■ **Exercise objective**: Wherever the listing has a line with the string "Chinese", copy that line out.

(Source data begins)

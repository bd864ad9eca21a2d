use chrono::NaiveDateTime;
use serde::de::Error as _;
use serde::{Deserialize, Deserializer, Serialize, Serializer};

use crate::errors::FieldError;

/// A persisted booking record. Serialized field names match the public API
/// shape consumed by the admin dashboard.
#[derive(Debug, Clone, Serialize, Deserialize)]
#[serde(rename_all = "camelCase")]
pub struct Booking {
    pub id: String,
    pub name: String,
    pub email: Option<String>,
    pub phone: Option<String>,
    pub address: String,
    pub num_cats: u32,
    pub frequency: Frequency,
    pub plan: String,
    pub time_of_day: TimeOfDay,
    pub notes: Option<String>,
    pub language: Language,
    pub status: BookingStatus,
    pub created_at: NaiveDateTime,
}

impl Booking {
    /// Builds the record a store persists: fresh id, pending status,
    /// creation timestamp assigned now.
    pub fn from_request(request: BookingRequest) -> Self {
        Self {
            id: uuid::Uuid::new_v4().to_string(),
            name: request.name,
            email: request.email,
            phone: request.phone,
            address: request.address,
            num_cats: request.num_cats,
            frequency: request.frequency,
            plan: request.plan,
            time_of_day: request.time_of_day,
            notes: request.notes,
            language: request.language,
            status: BookingStatus::Pending,
            created_at: chrono::Utc::now().naive_utc(),
        }
    }
}

#[derive(Debug, Clone, Copy, Serialize, Deserialize, PartialEq, Eq)]
#[serde(rename_all = "lowercase")]
pub enum BookingStatus {
    Pending,
    Contacted,
}

impl BookingStatus {
    pub fn as_str(&self) -> &'static str {
        match self {
            BookingStatus::Pending => "pending",
            BookingStatus::Contacted => "contacted",
        }
    }

    pub fn parse(s: &str) -> Self {
        match s {
            "contacted" => BookingStatus::Contacted,
            _ => BookingStatus::Pending,
        }
    }
}

/// Visits per week. `Custom` is the 7+ sentinel: quote-only, no computed
/// price. On the wire it is either an integer or the string "custom".
#[derive(Debug, Clone, Copy, PartialEq, Eq)]
pub enum Frequency {
    PerWeek(u8),
    Custom,
}

impl Frequency {
    pub fn as_str(&self) -> String {
        match self {
            Frequency::PerWeek(n) => n.to_string(),
            Frequency::Custom => "custom".to_string(),
        }
    }

    pub fn parse(s: &str) -> Self {
        match s {
            "custom" => Frequency::Custom,
            other => Frequency::PerWeek(other.parse().unwrap_or(1)),
        }
    }
}

impl Serialize for Frequency {
    fn serialize<S: Serializer>(&self, serializer: S) -> Result<S::Ok, S::Error> {
        match self {
            Frequency::PerWeek(n) => serializer.serialize_u8(*n),
            Frequency::Custom => serializer.serialize_str("custom"),
        }
    }
}

impl<'de> Deserialize<'de> for Frequency {
    fn deserialize<D: Deserializer<'de>>(deserializer: D) -> Result<Self, D::Error> {
        match FrequencyValue::deserialize(deserializer)? {
            FrequencyValue::Count(n) if (1..=7).contains(&n) => Ok(Frequency::PerWeek(n as u8)),
            FrequencyValue::Count(n) => Err(D::Error::custom(format!(
                "frequency out of range: {n}"
            ))),
            FrequencyValue::Text(s) if s == "custom" => Ok(Frequency::Custom),
            FrequencyValue::Text(s) => Err(D::Error::custom(format!("unknown frequency: {s:?}"))),
        }
    }
}

/// Raw wire value for `frequency`, accepted permissively so validation can
/// report it as a field error rather than a parse failure.
#[derive(Debug, Clone, Deserialize)]
#[serde(untagged)]
pub enum FrequencyValue {
    Count(i64),
    Text(String),
}

#[derive(Debug, Clone, Copy, Serialize, Deserialize, PartialEq, Eq)]
#[serde(rename_all = "lowercase")]
pub enum TimeOfDay {
    Morning,
    Afternoon,
    Evening,
}

impl TimeOfDay {
    pub fn as_str(&self) -> &'static str {
        match self {
            TimeOfDay::Morning => "morning",
            TimeOfDay::Afternoon => "afternoon",
            TimeOfDay::Evening => "evening",
        }
    }

    pub fn parse(s: &str) -> Self {
        match s {
            "afternoon" => TimeOfDay::Afternoon,
            "evening" => TimeOfDay::Evening,
            _ => TimeOfDay::Morning,
        }
    }
}

/// Display language for customer-facing text. The owner always reads
/// Chinese regardless of this value.
#[derive(Debug, Clone, Copy, Serialize, Deserialize, PartialEq, Eq)]
pub enum Language {
    English,
    Chinese,
}

impl Language {
    pub fn as_str(&self) -> &'static str {
        match self {
            Language::English => "English",
            Language::Chinese => "Chinese",
        }
    }

    pub fn parse(s: &str) -> Self {
        match s {
            "Chinese" => Language::Chinese,
            _ => Language::English,
        }
    }
}

/// A booking submission that has passed validation. Constructed either by
/// `BookingPayload::validate` on the server or directly by the booking form.
#[derive(Debug, Clone, Serialize, Deserialize)]
#[serde(rename_all = "camelCase")]
pub struct BookingRequest {
    pub name: String,
    pub email: Option<String>,
    pub phone: Option<String>,
    pub address: String,
    pub num_cats: u32,
    pub frequency: Frequency,
    pub plan: String,
    pub time_of_day: TimeOfDay,
    pub notes: Option<String>,
    pub language: Language,
}

/// Wire shape of `POST /api/bookings`. Every field is optional so that
/// validation can collect all failing fields in one pass.
#[derive(Debug, Clone, Default, Deserialize)]
#[serde(rename_all = "camelCase", default)]
pub struct BookingPayload {
    pub name: Option<String>,
    pub email: Option<String>,
    pub phone: Option<String>,
    pub address: Option<String>,
    pub num_cats: Option<i64>,
    pub frequency: Option<FrequencyValue>,
    pub plan: Option<String>,
    pub time_of_day: Option<String>,
    pub notes: Option<String>,
    pub language: Option<String>,
}

fn non_empty(value: Option<String>) -> Option<String> {
    value
        .map(|s| s.trim().to_string())
        .filter(|s| !s.is_empty())
}

impl BookingPayload {
    /// Checks the payload against the booking schema, reporting every
    /// failing field. No side effects happen before this passes.
    pub fn validate(self) -> Result<BookingRequest, Vec<FieldError>> {
        let mut errors = Vec::new();

        let name = non_empty(self.name);
        if name.is_none() {
            errors.push(FieldError::new("name", "Name is required"));
        }

        let address = non_empty(self.address);
        if address.is_none() {
            errors.push(FieldError::new("address", "Address is required"));
        }

        let email = non_empty(self.email);
        let phone = non_empty(self.phone);
        if email.is_none() && phone.is_none() {
            errors.push(FieldError::new(
                "email",
                "Provide an email or a phone number",
            ));
            errors.push(FieldError::new(
                "phone",
                "Provide an email or a phone number",
            ));
        }

        let num_cats = match self.num_cats {
            Some(n) if n >= 1 => Some(n as u32),
            Some(n) => {
                errors.push(FieldError::new(
                    "numCats",
                    format!("numCats must be at least 1, got {n}"),
                ));
                None
            }
            None => {
                errors.push(FieldError::new("numCats", "numCats is required"));
                None
            }
        };

        let frequency = match self.frequency {
            Some(FrequencyValue::Count(n)) if (1..=7).contains(&n) => {
                Some(Frequency::PerWeek(n as u8))
            }
            Some(FrequencyValue::Count(n)) => {
                errors.push(FieldError::new(
                    "frequency",
                    format!("frequency must be between 1 and 7, got {n}"),
                ));
                None
            }
            Some(FrequencyValue::Text(ref s)) if s == "custom" => Some(Frequency::Custom),
            Some(FrequencyValue::Text(s)) => {
                errors.push(FieldError::new(
                    "frequency",
                    format!("frequency must be a number or \"custom\", got {s:?}"),
                ));
                None
            }
            None => {
                errors.push(FieldError::new("frequency", "frequency is required"));
                None
            }
        };

        if !errors.is_empty() {
            return Err(errors);
        }

        Ok(BookingRequest {
            name: name.unwrap(),
            email,
            phone,
            address: address.unwrap(),
            num_cats: num_cats.unwrap(),
            frequency: frequency.unwrap(),
            plan: non_empty(self.plan).unwrap_or_else(|| "Essential".to_string()),
            time_of_day: self
                .time_of_day
                .as_deref()
                .map(TimeOfDay::parse)
                .unwrap_or(TimeOfDay::Morning),
            notes: non_empty(self.notes),
            language: self
                .language
                .as_deref()
                .map(Language::parse)
                .unwrap_or(Language::English),
        })
    }
}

(Source data ends)

■ **Answer below**:
/// Chinese regardless of this value.
    Chinese,
            Language::Chinese => "Chinese",
            "Chinese" => Language::Chinese,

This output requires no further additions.